START EXTRACTED DATA

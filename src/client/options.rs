//! Client resource bounds and overrides.
//!
//! # Example
//!
//! ```ignore
//! use std::time::Duration;
//! use webform_client::ClientOptions;
//!
//! let options = ClientOptions::new()
//!     .with_request_timeout(Duration::from_secs(10))
//!     .with_max_pending_requests(16)
//!     .with_company("CRONUS");
//! ```

// ============================================================================
// Imports
// ============================================================================

use std::time::Duration;

use url::Url;

use crate::session::adapter::DEFAULT_FILTER_INTERACTION;
use crate::transport::TransportOptions;
use crate::transport::connection::{
    DEFAULT_CONNECT_TIMEOUT, DEFAULT_MAX_PENDING_REQUESTS, DEFAULT_PING_INTERVAL,
    DEFAULT_REQUEST_TIMEOUT,
};

// ============================================================================
// ClientOptions
// ============================================================================

/// Client configuration.
#[derive(Debug, Clone, PartialEq, Eq)]
pub struct ClientOptions {
    /// Default time a request may wait for its response.
    pub request_timeout: Duration,

    /// Default time the socket may take to open.
    pub connect_timeout: Duration,

    /// Maximum outstanding requests.
    pub max_pending_requests: usize,

    /// Keep-alive ping interval; `None` disables pings.
    pub ping_interval: Option<Duration>,

    /// Socket URL used instead of the derived one.
    pub ws_url: Option<Url>,

    /// Interaction used to discover filter fields.
    pub filter_interaction: Option<String>,

    /// Company to open pages in.
    pub company: Option<String>,
}

// ============================================================================
// Constructors
// ============================================================================

impl ClientOptions {
    /// Creates options with default bounds.
    #[inline]
    #[must_use]
    pub const fn new() -> Self {
        Self {
            request_timeout: DEFAULT_REQUEST_TIMEOUT,
            connect_timeout: DEFAULT_CONNECT_TIMEOUT,
            max_pending_requests: DEFAULT_MAX_PENDING_REQUESTS,
            ping_interval: Some(DEFAULT_PING_INTERVAL),
            ws_url: None,
            filter_interaction: None,
            company: None,
        }
    }
}

impl Default for ClientOptions {
    fn default() -> Self {
        Self::new()
    }
}

// ============================================================================
// Builder Methods
// ============================================================================

impl ClientOptions {
    /// Sets the request timeout.
    #[inline]
    #[must_use]
    pub fn with_request_timeout(mut self, timeout: Duration) -> Self {
        self.request_timeout = timeout;
        self
    }

    /// Sets the connect timeout.
    #[inline]
    #[must_use]
    pub fn with_connect_timeout(mut self, timeout: Duration) -> Self {
        self.connect_timeout = timeout;
        self
    }

    /// Sets the pending request cap.
    #[inline]
    #[must_use]
    pub fn with_max_pending_requests(mut self, max: usize) -> Self {
        self.max_pending_requests = max;
        self
    }

    /// Sets the keep-alive ping interval.
    #[inline]
    #[must_use]
    pub fn with_ping_interval(mut self, interval: Duration) -> Self {
        self.ping_interval = Some(interval);
        self
    }

    /// Disables keep-alive pings.
    #[inline]
    #[must_use]
    pub fn without_ping(mut self) -> Self {
        self.ping_interval = None;
        self
    }

    /// Overrides the socket URL.
    #[inline]
    #[must_use]
    pub fn with_ws_url(mut self, url: Url) -> Self {
        self.ws_url = Some(url);
        self
    }

    /// Sets the filter interaction name.
    #[inline]
    #[must_use]
    pub fn with_filter_interaction(mut self, name: impl Into<String>) -> Self {
        self.filter_interaction = Some(name.into());
        self
    }

    /// Sets the company.
    #[inline]
    #[must_use]
    pub fn with_company(mut self, company: impl Into<String>) -> Self {
        self.company = Some(company.into());
        self
    }
}

// ============================================================================
// Conversion Methods
// ============================================================================

impl ClientOptions {
    /// Returns the transport part of these options.
    #[must_use]
    pub fn transport_options(&self) -> TransportOptions {
        TransportOptions {
            request_timeout: self.request_timeout,
            connect_timeout: self.connect_timeout,
            max_pending_requests: self.max_pending_requests,
            ping_interval: self.ping_interval,
            url_override: self.ws_url.clone(),
        }
    }

    /// Returns the filter interaction name.
    #[must_use]
    pub fn filter_interaction(&self) -> &str {
        self.filter_interaction
            .as_deref()
            .unwrap_or(DEFAULT_FILTER_INTERACTION)
    }
}

// ============================================================================
// Tests
// ============================================================================
//! Client facade over login, transport and session layers.
//!
//! The [`Client`] owns one authenticated session with one physical socket.
//!
//! # Example
//!
//! ```no_run
//! use webform_client::{Client, OpenSessionRequest};
//!
//! # async fn example() -> webform_client::Result<()> {
//! let client = Client::builder()
//!     .base_url("https://erp.example.com/BC")
//!     .tenant("default")
//!     .username("admin")
//!     .password("secret")
//!     .build()?;
//!
//! client.authenticate_web().await?;
//! client.connect().await?;
//! client.open_session(OpenSessionRequest::new("default")).await?;
//!
//! let page = client.open_page("21").await?;
//! let control = client.resolve_control(&page.id, "server:c[1]/c[0]")?;
//! # Ok(())
//! # }
//! ```

// ============================================================================
// Imports
// ============================================================================

use std::fmt;
use std::sync::Arc;
use std::time::Duration;

use serde_json::Value;
use tokio_util::sync::CancellationToken;
use tracing::{debug, info};
use url::Url;

use crate::auth::AuthenticationService;
use crate::error::{Error, Result};
use crate::identifiers::{PageContextId, SubscriptionId};
use crate::protocol::{Control, Handler, OpenSessionRequest, ServerSession};
use crate::session::{
    FilterMetadata, FilterMetadataCache, HandlerEvent, HandlerEventEmitter, InvokeOptions,
    OpenPageOptions, PageContext, ProtocolAdapter, SessionManager,
};
use crate::transport::RpcTransport;

use super::builder::ClientBuilder;
use super::options::ClientOptions;

// ============================================================================
// Types
// ============================================================================

/// Internal shared state for the client.
struct ClientInner {
    /// Login and credentials.
    auth: Arc<AuthenticationService>,
    /// The socket.
    transport: Arc<RpcTransport>,
    /// Typed calls and session bookkeeping.
    adapter: Arc<ProtocolAdapter>,
    /// Open pages.
    sessions: Arc<SessionManager>,
    /// Filter metadata by page id.
    filters: Arc<FilterMetadataCache>,
    /// Configuration.
    options: ClientOptions,
}

// ============================================================================
// Client
// ============================================================================

/// Session client for a form server.
///
/// Cloning is cheap; clones share the same session.
#[derive(Clone)]
pub struct Client {
    inner: Arc<ClientInner>,
}

// ============================================================================
// Client - Display
// ============================================================================

impl fmt::Debug for Client {
    fn fmt(&self, f: &mut fmt::Formatter<'_>) -> fmt::Result {
        f.debug_struct("Client")
            .field("base_url", &self.inner.auth.base_url())
            .field("tenant", &self.inner.auth.tenant())
            .field("authenticated", &self.is_authenticated())
            .field("connected", &self.is_connected())
            .finish_non_exhaustive()
    }
}

// ============================================================================
// Client - Construction
// ============================================================================

impl Client {
    /// Creates a configuration builder for the client.
    #[inline]
    #[must_use]
    pub fn builder() -> ClientBuilder {
        ClientBuilder::new()
    }

    /// Wires the layers together. Use [`Client::builder`] instead.
    pub(crate) fn new(
        base_url: Url,
        tenant: String,
        username: String,
        password: String,
        options: ClientOptions,
    ) -> Result<Self> {
        let auth = Arc::new(AuthenticationService::new(
            base_url.as_str(),
            tenant.clone(),
            username,
            password,
        )?);

        let transport = Arc::new(RpcTransport::new(
            auth.clone(),
            base_url,
            tenant,
            options.transport_options(),
        ));

        let adapter = Arc::new(ProtocolAdapter::with_filter_interaction(
            transport.clone(),
            Arc::new(HandlerEventEmitter::new()),
            options.filter_interaction(),
        ));

        let filters = Arc::new(FilterMetadataCache::new());
        let sessions = Arc::new(SessionManager::new(Arc::clone(&adapter), Arc::clone(&filters)));

        let weak_sessions = Arc::downgrade(&sessions);
        let weak_filters = Arc::downgrade(&filters);
        let weak_adapter = Arc::downgrade(&adapter);
        transport.on_disconnect(move |_| {
            if let Some(sessions) = weak_sessions.upgrade() {
                sessions.invalidate_all();
            }
            if let Some(filters) = weak_filters.upgrade() {
                filters.clear();
            }
            if let Some(adapter) = weak_adapter.upgrade() {
                adapter.reset();
            }
        });

        Ok(Self {
            inner: Arc::new(ClientInner {
                auth,
                transport,
                adapter,
                sessions,
                filters,
                options,
            }),
        })
    }
}

// ============================================================================
// Client - Lifecycle
// ============================================================================

impl Client {
    /// Runs the web login.
    ///
    /// # Errors
    ///
    /// See [`AuthenticationService::authenticate_web`].
    pub async fn authenticate_web(&self) -> Result<()> {
        self.inner.auth.authenticate_web().await
    }

    /// Opens the socket and starts decoding server-push frames.
    ///
    /// # Errors
    ///
    /// See [`RpcTransport::connect_with`].
    pub async fn connect(&self) -> Result<()> {
        self.connect_with(None, None).await
    }

    /// Opens the socket with an explicit timeout and cancellation token.
    ///
    /// # Errors
    ///
    /// See [`RpcTransport::connect_with`].
    pub async fn connect_with(
        &self,
        timeout: Option<Duration>,
        cancel: Option<CancellationToken>,
    ) -> Result<()> {
        self.inner.transport.connect_with(timeout, cancel).await?;
        self.inner.adapter.attach();
        Ok(())
    }

    /// Closes the socket and drops all page contexts and cached filters.
    ///
    /// Idempotent.
    pub async fn disconnect(&self) {
        self.inner.transport.disconnect().await;
        self.inner.sessions.invalidate_all();
        self.inner.filters.clear();
        debug!("Client state cleared");
    }

    /// Returns `true` once a login succeeded.
    #[inline]
    #[must_use]
    pub fn is_authenticated(&self) -> bool {
        self.inner.auth.is_authenticated()
    }

    /// Returns `true` while the socket is open.
    #[inline]
    #[must_use]
    pub fn is_connected(&self) -> bool {
        self.inner.transport.is_connected()
    }

    /// Returns the session cookies as `name=value` strings.
    #[must_use]
    pub fn session_cookies(&self) -> Vec<String> {
        self.inner.auth.session_cookies()
    }

    /// Returns the CSRF token, if the server issued one.
    #[must_use]
    pub fn csrf_token(&self) -> Option<String> {
        self.inner.auth.csrf_token()
    }

    /// Returns the client options.
    #[inline]
    #[must_use]
    pub fn options(&self) -> &ClientOptions {
        &self.inner.options
    }
}

// ============================================================================
// Client - Session
// ============================================================================

impl Client {
    /// Opens a server session.
    ///
    /// The configured company is used when the request names none.
    ///
    /// # Errors
    ///
    /// See [`ProtocolAdapter::open_session`].
    pub async fn open_session(&self, mut request: OpenSessionRequest) -> Result<Vec<Handler>> {
        if request.company.is_none() {
            request.company.clone_from(&self.inner.options.company);
        }

        let handlers = self.inner.adapter.open_session(request).await?;
        if let Some(session) = self.inner.adapter.server_session() {
            info!(session_id = %session.session_id, "Session opened");
        }
        Ok(handlers)
    }

    /// Runs one interaction.
    ///
    /// # Errors
    ///
    /// See [`ProtocolAdapter::invoke`].
    pub async fn invoke(&self, options: InvokeOptions) -> Result<Vec<Handler>> {
        self.inner.adapter.invoke(options).await
    }

    /// Returns the server session info, once a session is open.
    #[must_use]
    pub fn server_session(&self) -> Option<ServerSession> {
        self.inner.adapter.server_session()
    }
}

// ============================================================================
// Client - Pages
// ============================================================================

impl Client {
    /// Opens a page in the configured company.
    ///
    /// # Errors
    ///
    /// See [`SessionManager::open_page`].
    pub async fn open_page(&self, page_id: &str) -> Result<PageContext> {
        let mut options = OpenPageOptions::default();
        options.company.clone_from(&self.inner.options.company);
        self.open_page_with(page_id, options).await
    }

    /// Opens a page with explicit options.
    ///
    /// # Errors
    ///
    /// See [`SessionManager::open_page`].
    pub async fn open_page_with(&self, page_id: &str, options: OpenPageOptions) -> Result<PageContext> {
        self.inner.sessions.open_page(page_id, options).await
    }

    /// Closes a page.
    ///
    /// # Errors
    ///
    /// See [`SessionManager::close_page`].
    pub async fn close_page(&self, id: &PageContextId) -> Result<()> {
        self.inner.sessions.close_page(id).await
    }

    /// Returns an open page.
    #[must_use]
    pub fn page(&self, id: &PageContextId) -> Option<PageContext> {
        self.inner.sessions.get(id)
    }

    /// Returns all open pages.
    #[must_use]
    pub fn pages(&self) -> Vec<PageContext> {
        self.inner.sessions.contexts()
    }

    /// Returns the filterable fields of a page, fetching them once.
    ///
    /// # Errors
    ///
    /// - [`Error::PageNotFound`] if `id` is not an open page, or closed
    ///   while the metadata was being fetched
    /// - errors from [`ProtocolAdapter::fetch_filter_metadata`]
    pub async fn filter_metadata(&self, id: &PageContextId) -> Result<Arc<FilterMetadata>> {
        let context = self
            .inner
            .sessions
            .get(id)
            .ok_or_else(|| Error::page_not_found(id.as_str()))?;

        let adapter = &self.inner.adapter;
        let metadata = self
            .inner
            .filters
            .get_or_fetch(&context.page_id, || adapter.fetch_filter_metadata(&context.form_id))
            .await?;

        // The page may have closed while the fetch was in flight.
        if self.inner.sessions.get(id).is_none() {
            self.inner.filters.invalidate(&context.page_id);
            debug!(page_context_id = %id, "Page closed during filter fetch");
            return Err(Error::page_not_found(id.as_str()));
        }
        Ok(metadata)
    }

    /// Resolves a control path inside a page's form.
    ///
    /// # Errors
    ///
    /// Returns [`Error::PageNotFound`] if `id` is not an open page.
    pub fn resolve_control(&self, id: &PageContextId, path: &str) -> Result<Option<Control>> {
        self.inner.sessions.resolve_control(id, path)
    }
}

// ============================================================================
// Client - Subscriptions
// ============================================================================

impl Client {
    /// Registers a callback for handlers pushed by the server.
    pub fn on_handler_event<F>(&self, handler: F) -> SubscriptionId
    where
        F: Fn(&HandlerEvent) + Send + Sync + 'static,
    {
        self.inner.adapter.emitter().subscribe(handler)
    }

    /// Registers a callback for every parsed inbound frame.
    pub fn on_raw_message<F>(&self, handler: F) -> SubscriptionId
    where
        F: Fn(&Value) + Send + Sync + 'static,
    {
        self.inner.transport.on_raw_message(handler)
    }

    /// Removes a subscription made through this client.
    pub fn unsubscribe(&self, id: SubscriptionId) -> bool {
        self.inner.adapter.emitter().unsubscribe(id) || self.inner.transport.unsubscribe(id)
    }
}

// ============================================================================
// Tests
// ============================================================================
//! WebSocket endpoint derivation.
//!
//! The socket lives next to the sign-in page:
//!
//! ```text
//! https://host/BC           → wss://host/BC/csh?ackseqnb=-1&tenant=default&csrftoken=CfDJ8...
//! http://127.0.0.1:8080     → ws://127.0.0.1:8080/csh?ackseqnb=-1&tenant=default
//! ```

// ============================================================================
// Imports
// ============================================================================

use url::Url;

use crate::error::{Error, Result};

// ============================================================================
// Constants
// ============================================================================

/// Path segment of the client service handler socket.
const SOCKET_PATH: &str = "csh";

/// Initial acknowledged sequence number sent on the handshake.
const INITIAL_ACK_SEQUENCE: &str = "-1";

// ============================================================================
// Functions
// ============================================================================

/// Normalizes a base URL string: trims whitespace and trailing slashes.
#[must_use]
pub fn normalize_base_url(base_url: &str) -> String {
    base_url.trim().trim_end_matches('/').to_string()
}

/// Derives the WebSocket URL from the server base URL.
///
/// # Errors
///
/// Returns [`Error::Config`] if the base URL scheme is not http(s) or ws(s).
pub fn socket_url(base_url: &Url, tenant: &str, csrf_token: Option<&str>) -> Result<Url> {
    let mut url = base_url.clone();

    let scheme = match url.scheme() {
        "http" | "ws" => "ws",
        "https" | "wss" => "wss",
        other => {
            return Err(Error::config(format!(
                "unsupported base URL scheme '{other}', expected http or https"
            )));
        }
    };
    url.set_scheme(scheme)
        .map_err(|()| Error::config(format!("cannot switch {base_url} to {scheme}")))?;

    let path = format!("{}/{SOCKET_PATH}", url.path().trim_end_matches('/'));
    url.set_path(&path);
    url.set_fragment(None);
    url.set_query(None);

    {
        let mut query = url.query_pairs_mut();
        query.append_pair("ackseqnb", INITIAL_ACK_SEQUENCE);
        if !tenant.is_empty() {
            query.append_pair("tenant", tenant);
        }
        if let Some(token) = csrf_token {
            query.append_pair("csrftoken", token);
        }
    }

    Ok(url)
}

// ============================================================================
// Tests
// ============================================================================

END EXTRACTED DATA

◆ TASK GOAL
Report only the number of lines, among the records above, that contain the word "Closes".

◆ OUTPUT FOR THIS TASK
2